START The records
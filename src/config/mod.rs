//! # Configuration Module
//!
//! This module centralizes the tuning constants for colvec. Constants that
//! depend on each other are co-located and checked with compile-time
//! assertions so the allocation math cannot drift apart.
//!
//! ## Module Organization
//!
//! - [`constants`]: All numeric configuration values with dependency notes

pub mod constants;
pub use constants::*;
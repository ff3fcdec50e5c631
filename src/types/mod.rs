//! # Vector Type System
//!
//! The canonical type descriptors for fixed-width vectors.
//!
//! ## Module Structure
//!
//! - `minor_type`: [`MinorType`] discriminant and per-type element width
//! - `field`: [`Field`] pairing a name with a `MinorType` plus decimal
//!   precision/scale metadata
//! - `value`: owned value forms handed across the API boundary
//!   ([`DecimalValue`], [`IntervalDayTime`])
//!
//! ## Key Types
//!
//! | Type | Purpose |
//! |------|---------|
//! | `MinorType` | storage-level type discriminant, width in bits |
//! | `Field` | immutable per-vector descriptor (name + type + metadata) |
//! | `DecimalValue` | unscaled i128 significand + scale |
//! | `IntervalDayTime` | (days, milliseconds) packed little-endian |

mod field;
mod minor_type;
pub(crate) mod value;

pub use field::Field;
pub use minor_type::MinorType;
pub use value::{DecimalValue, IntervalDayTime};
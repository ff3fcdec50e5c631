//! Owned value forms for the types whose elements are not plain scalars.

use std::fmt;

use zerocopy::little_endian::I32;
use zerocopy::{FromBytes, Immutable, IntoBytes, KnownLayout};

/// Decimal value as an unscaled 128-bit significand plus scale.
///
/// `unscaled = 123456, scale = 2` represents `1234.56`.
#[derive(Debug, Clone, Copy, PartialEq, Eq, Default)]
pub struct DecimalValue {
    pub unscaled: i128,
    pub scale: u8,
}

impl DecimalValue {
    pub fn new(unscaled: i128, scale: u8) -> Self {
        Self { unscaled, scale }
    }

    pub fn is_negative(&self) -> bool {
        self.unscaled < 0
    }
}

impl fmt::Display for DecimalValue {
    fn fmt(&self, f: &mut fmt::Formatter<'_>) -> fmt::Result {
        if self.scale == 0 {
            return write!(f, "{}", self.unscaled);
        }
        let digits = self.unscaled.unsigned_abs().to_string();
        let sign = if self.is_negative() { "-" } else { "" };
        let scale = self.scale as usize;
        if digits.len() <= scale {
            write!(f, "{sign}0.{digits:0>scale$}")
        } else {
            let (int, frac) = digits.split_at(digits.len() - scale);
            write!(f, "{sign}{int}.{frac}")
        }
    }
}

/// Day/millisecond interval, stored as two little-endian i32 halves in a
/// single 8-byte slot.
#[derive(Debug, Clone, Copy, PartialEq, Eq, Default)]
pub struct IntervalDayTime {
    pub days: i32,
    pub milliseconds: i32,
}

impl IntervalDayTime {
    pub fn new(days: i32, milliseconds: i32) -> Self {
        Self { days, milliseconds }
    }
}

/// Wire layout of [`IntervalDayTime`]: `(i32 days, i32 milliseconds)`,
/// both little-endian.
#[derive(FromBytes, IntoBytes, Immutable, KnownLayout, Default)]
#[repr(C)]
pub(crate) struct RawIntervalDay {
    pub(crate) days: I32,
    pub(crate) milliseconds: I32,
}
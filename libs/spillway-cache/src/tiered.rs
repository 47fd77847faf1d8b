//! The two-tier dictionary façade.

use std::{fmt, hash::Hash};

use spillway_heap::{FileMedium, Heap, Medium, MemoryMedium};
use tracing::trace;

use crate::{
    codec::ValueCodec,
    config::CacheConfig,
    error::{Error, Result},
    local::LocalCache,
    persistent::PersistentDictionary,
    serializing::SerializingCache,
};

/// A dictionary that keeps its hottest entries in a bounded in-memory tier
/// and spills everything else to a byte heap.
///
/// Every key lives in exactly one tier. Reads that hit the persistent tier
/// *promote* the key into the local tier, and whatever LRU entry that pushes
/// out is *demoted* back to the heap. Promotion is the only demotion trigger;
/// there is no background sweeper.
pub struct CachingDictionary<K, V, C, M> {
    local: LocalCache<K, V>,
    persistent: PersistentDictionary<K, V, C, M>,
}

impl<K, V, C, M> fmt::Debug for CachingDictionary<K, V, C, M> {
    fn fmt(&self, fmt: &mut fmt::Formatter<'_>) -> fmt::Result {
        fmt.debug_struct("CachingDictionary")
            .field("local", &self.local)
            .field("persistent", &self.persistent)
            .finish()
    }
}

impl<K, V, C> CachingDictionary<K, V, C, MemoryMedium>
where
    K: Eq + Hash + Clone + fmt::Debug,
    V: Clone,
    C: ValueCodec<V>,
{
    /// Dictionary whose persistent tier spills into an in-memory heap,
    /// useful for tests and for bounding only by recency, not storage.
    #[must_use]
    pub fn in_memory(config: &CacheConfig, codec: C) -> Self {
        Self::new(config, Heap::in_memory(config.block_size), codec)
    }
}

impl<K, V, C> CachingDictionary<K, V, C, FileMedium>
where
    K: Eq + Hash + Clone + fmt::Debug,
    V: Clone,
    C: ValueCodec<V>,
{
    /// Dictionary whose persistent tier spills into a scratch file that is
    /// deleted on disposal.
    pub fn temporary(config: &CacheConfig, codec: C) -> Result<Self> {
        Ok(Self::new(
            config,
            Heap::temporary(config.block_size)?,
            codec,
        ))
    }
}

impl<K, V, C, M> CachingDictionary<K, V, C, M>
where
    K: Eq + Hash + Clone + fmt::Debug,
    V: Clone,
    C: ValueCodec<V>,
    M: Medium,
{
    /// Composes the tiers over an existing heap.
    pub fn new(config: &CacheConfig, heap: Heap<M>, codec: C) -> Self {
        Self {
            local: LocalCache::new(config.local_capacity),
            persistent: PersistentDictionary::new(SerializingCache::new(heap, codec)),
        }
    }

    /// Total number of entries across both tiers.
    #[must_use]
    pub fn len(&self) -> usize {
        self.local.len() + self.persistent.len()
    }

    #[must_use]
    pub fn is_empty(&self) -> bool {
        self.len() == 0
    }

    #[must_use]
    pub fn contains(&self, key: &K) -> bool {
        self.local.contains(key) || self.persistent.contains(key)
    }

    /// Number of entries currently held in memory.
    #[must_use]
    pub fn local_len(&self) -> usize {
        self.local.len()
    }

    /// Inserts a fresh entry as most-recently-used.
    ///
    /// # Errors
    ///
    /// [`Error::DuplicateKey`] if the key is present in either tier.
    pub fn add(&mut self, key: K, value: V) -> Result<()> {
        if self.contains(&key) {
            return Err(Error::DuplicateKey(format!("{key:?}")));
        }
        let evicted = self.local.insert(key, value);
        self.demote(evicted)
    }

    /// Removes an entry from whichever tier holds it. Returns whether the key
    /// was present.
    pub fn remove(&mut self, key: &K) -> Result<bool> {
        if self.local.remove(key).is_some() {
            return Ok(true);
        }
        self.persistent.remove(key)
    }

    /// Looks the key up, promoting a persistent hit into the local tier.
    pub fn try_get(&mut self, key: &K) -> Result<Option<V>> {
        if let Some(value) = self.local.try_get(key) {
            return Ok(Some(value.clone()));
        }
        let Some(value) = self.persistent.try_get(key)? else {
            return Ok(None);
        };
        self.make_local(key.clone(), value.clone())?;
        Ok(Some(value))
    }

    /// Like [`try_get`](Self::try_get), but a miss is an error.
    pub fn get(&mut self, key: &K) -> Result<V> {
        self.try_get(key)?
            .ok_or_else(|| Error::KeyNotFound(format!("{key:?}")))
    }

    /// Writes `value` under `key`: in place for a local key, as a promotion
    /// for a persistent key, as a fresh insert otherwise.
    pub fn set(&mut self, key: K, value: V) -> Result<()> {
        if self.local.contains(&key) {
            let evicted = self.local.set(key, value);
            debug_assert!(evicted.is_none(), "overwriting a local key cannot evict");
            Ok(())
        } else if self.persistent.contains(&key) {
            // The write is merged into the promotion: the persistent copy is
            // dropped unread and the new value enters the local tier.
            self.make_local(key, value)
        } else {
            self.add(key, value)
        }
    }

    /// Iterates local entries, then persistent entries. No promotion happens;
    /// the dictionary must not be mutated while iterating.
    pub fn iter(&mut self) -> impl Iterator<Item = Result<(K, V)>> + '_ {
        let Self { local, persistent } = self;
        local
            .iter()
            .map(|(key, value)| Ok((key.clone(), value.clone())))
            .chain(persistent.iter())
    }

    /// Clears both tiers.
    pub fn clear(&mut self) -> Result<()> {
        self.local.clear();
        self.persistent.clear()
    }

    /// Disposes the persistent tier, its cache, heap and medium.
    pub fn dispose(self) -> Result<()> {
        self.persistent.dispose()
    }

    /// Moves `key` from the persistent tier into the local tier, demoting
    /// whatever the local tier evicts to make room.
    fn make_local(&mut self, key: K, value: V) -> Result<()> {
        self.persistent.remove(&key)?;
        trace!(key = ?key, "promoted entry to the local tier");
        let evicted = self.local.insert(key, value);
        self.demote(evicted)
    }

    fn demote(&mut self, evicted: Option<(K, V)>) -> Result<()> {
        if let Some((key, value)) = evicted {
            trace!(key = ?key, "demoted entry to the persistent tier");
            self.persistent.add(key, &value)?;
        }
        Ok(())
    }
}
//! Bounded in-memory tier with LRU eviction.

use std::{
    collections::HashMap,
    fmt,
    hash::Hash,
    num::NonZeroUsize,
};

use crate::{
    error::{Error, Result},
    ring::CircularBuffer,
};

/// A bounded `K → V` map whose eviction order is tracked by a fixed-capacity
/// ring of keys, head = most recent.
///
/// Invariants: the key sets of the map and the ring are identical, and their
/// shared size never exceeds the capacity. Inserting into a full cache evicts
/// the least-recently-used entry and hands it back to the caller, which is
/// how the tiered dictionary demotes entries to its persistent tier.
pub struct LocalCache<K, V> {
    entries: HashMap<K, V>,
    recency: CircularBuffer<K>,
}

impl<K, V> fmt::Debug for LocalCache<K, V> {
    fn fmt(&self, fmt: &mut fmt::Formatter<'_>) -> fmt::Result {
        fmt.debug_struct("LocalCache")
            .field("len", &self.entries.len())
            .field("capacity", &self.recency.capacity())
            .finish_non_exhaustive()
    }
}

impl<K: Eq + Hash + Clone, V> LocalCache<K, V> {
    #[must_use]
    pub fn new(capacity: NonZeroUsize) -> Self {
        Self {
            entries: HashMap::with_capacity(capacity.get()),
            recency: CircularBuffer::new(capacity.get()),
        }
    }

    #[must_use]
    pub fn capacity(&self) -> usize {
        self.recency.capacity()
    }

    #[must_use]
    pub fn len(&self) -> usize {
        self.entries.len()
    }

    #[must_use]
    pub fn is_empty(&self) -> bool {
        self.entries.is_empty()
    }

    #[must_use]
    pub fn contains(&self, key: &K) -> bool {
        self.entries.contains_key(key)
    }

    /// Inserts a fresh entry as most-recent. If the cache was full, the
    /// least-recently-used entry is evicted and returned.
    ///
    /// The key must not already be present; replacing a live entry goes
    /// through [`set`](Self::set) instead.
    pub fn insert(&mut self, key: K, value: V) -> Option<(K, V)> {
        debug_assert!(
            !self.entries.contains_key(&key),
            "inserted key must not already be cached"
        );
        let displaced = self
            .recency
            .enqueue(key.clone())
            .expect("recency ring has non-zero capacity");
        self.entries.insert(key, value);

        displaced.map(|evicted_key| {
            let evicted_value = self
                .entries
                .remove(&evicted_key)
                .expect("ring and map must hold the same keys");
            (evicted_key, evicted_value)
        })
    }

    /// Returns the value for `key` and promotes it to most-recent.
    pub fn try_get(&mut self, key: &K) -> Option<&V> {
        if !self.entries.contains_key(key) {
            return None;
        }
        self.promote(key);
        self.entries.get(key)
    }

    /// Like [`try_get`](Self::try_get), but a miss is an error.
    pub fn get(&mut self, key: &K) -> Result<&V>
    where
        K: fmt::Debug,
    {
        if self.try_get(key).is_none() {
            return Err(Error::KeyNotFound(format!("{key:?}")));
        }
        Ok(&self.entries[key])
    }

    /// Overwrites a live entry (promoting it), or inserts a fresh one. The
    /// eviction, if inserting caused one, is returned.
    pub fn set(&mut self, key: K, value: V) -> Option<(K, V)> {
        if self.entries.contains_key(&key) {
            self.promote(&key);
            self.entries.insert(key, value);
            None
        } else {
            self.insert(key, value)
        }
    }

    /// Removes an entry, returning its value.
    pub fn remove(&mut self, key: &K) -> Option<V> {
        let value = self.entries.remove(key)?;
        let position = self
            .position(key)
            .expect("ring and map must hold the same keys");
        self.recency
            .remove_at(position)
            .expect("ring position was just located");
        Some(value)
    }

    /// Iterates entries oldest-first without promoting anything.
    pub fn iter(&self) -> impl Iterator<Item = (&K, &V)> {
        self.recency.iter().map(|key| {
            let value = self
                .entries
                .get(key)
                .expect("ring and map must hold the same keys");
            (key, value)
        })
    }

    pub fn clear(&mut self) {
        self.entries.clear();
        self.recency.clear();
    }

    /// Moves `key` to the most-recent end of the ring. An empty ring means a
    /// miss upstream; a single-element ring is already most-recent.
    fn promote(&mut self, key: &K) {
        if self.recency.len() <= 1 {
            return;
        }
        let position = self
            .position(key)
            .expect("promoted key must be in the ring");
        let key = self
            .recency
            .remove_at(position)
            .expect("ring position was just located");
        self.recency
            .enqueue(key)
            .expect("ring cannot be full right after a removal");
    }

    fn position(&self, key: &K) -> Option<usize> {
        self.recency.iter().position(|queued| queued == key)
    }
}

#[cfg(test)]
mod tests {
    use rand::{RngExt as _, SeedableRng as _, rngs::StdRng};

    use super::*;

    fn capacity(n: usize) -> NonZeroUsize {
        NonZeroUsize::new(n).expect("test capacity must be non-zero")
    }

    #[test]
    fn insert_beyond_capacity_evicts_the_oldest() {
        let mut cache = LocalCache::new(capacity(2));
        assert_eq!(cache.insert("a", 1), None);
        assert_eq!(cache.insert("b", 2), None);
        assert_eq!(cache.insert("c", 3), Some(("a", 1)));
        assert_eq!(cache.len(), 2);
        assert!(!cache.contains(&"a"));
    }

    #[test]
    fn try_get_promotes_to_most_recent() {
        let mut cache = LocalCache::new(capacity(2));
        cache.insert("a", 1);
        cache.insert("b", 2);

        assert_eq!(cache.try_get(&"a"), Some(&1));
        // "b" is now the oldest, so the next insert evicts it.
        assert_eq!(cache.insert("c", 3), Some(("b", 2)));
    }

    #[test]
    fn set_overwrites_and_promotes() {
        let mut cache = LocalCache::new(capacity(2));
        cache.insert("a", 1);
        cache.insert("b", 2);

        assert_eq!(cache.set("a", 10), None);
        assert_eq!(cache.insert("c", 3), Some(("b", 2)));
        assert_eq!(cache.try_get(&"a"), Some(&10));
    }

    #[test]
    fn remove_keeps_ring_and_map_aligned() {
        let mut cache = LocalCache::new(capacity(3));
        cache.insert("a", 1);
        cache.insert("b", 2);
        cache.insert("c", 3);

        assert_eq!(cache.remove(&"b"), Some(2));
        assert_eq!(cache.remove(&"b"), None);
        assert_eq!(cache.len(), 2);

        // The freed slot is usable again without evicting anything.
        assert_eq!(cache.insert("d", 4), None);
        assert_eq!(cache.len(), 3);
    }

    #[test]
    fn iteration_is_oldest_first_and_does_not_promote() {
        let mut cache = LocalCache::new(capacity(3));
        cache.insert("a", 1);
        cache.insert("b", 2);
        cache.insert("c", 3);

        let keys: Vec<_> = cache.iter().map(|(key, _)| *key).collect();
        assert_eq!(keys, vec!["a", "b", "c"]);

        // Iterating must not have touched recency: "a" is still evicted first.
        assert_eq!(cache.insert("d", 4), Some(("a", 1)));
    }

    #[test]
    fn keysets_stay_identical_under_random_operations() {
        let mut cache = LocalCache::new(capacity(4));
        let mut rng = StdRng::seed_from_u64(7);

        for round in 0_u32..1000 {
            let key = rng.random_range(0_u8..12);
            match rng.random_range(0_u8..4) {
                0 => {
                    if !cache.contains(&key) {
                        cache.insert(key, round);
                    }
                }
                1 => {
                    cache.set(key, round);
                }
                2 => {
                    cache.remove(&key);
                }
                _ => {
                    cache.try_get(&key);
                }
            }

            let mut ring_keys: Vec<_> = cache.iter().map(|(key, _)| *key).collect();
            ring_keys.sort_unstable();
            let mut map_keys: Vec<_> = (0_u8..12).filter(|key| cache.contains(key)).collect();
            map_keys.sort_unstable();
            assert_eq!(ring_keys, map_keys, "ring and map diverged in round {round}");
            assert!(cache.len() <= cache.capacity());
        }
    }
}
END The records
Prompt:
Count every line of the records that holds the string "trace". Write only the total.

Solution to this exercise:
3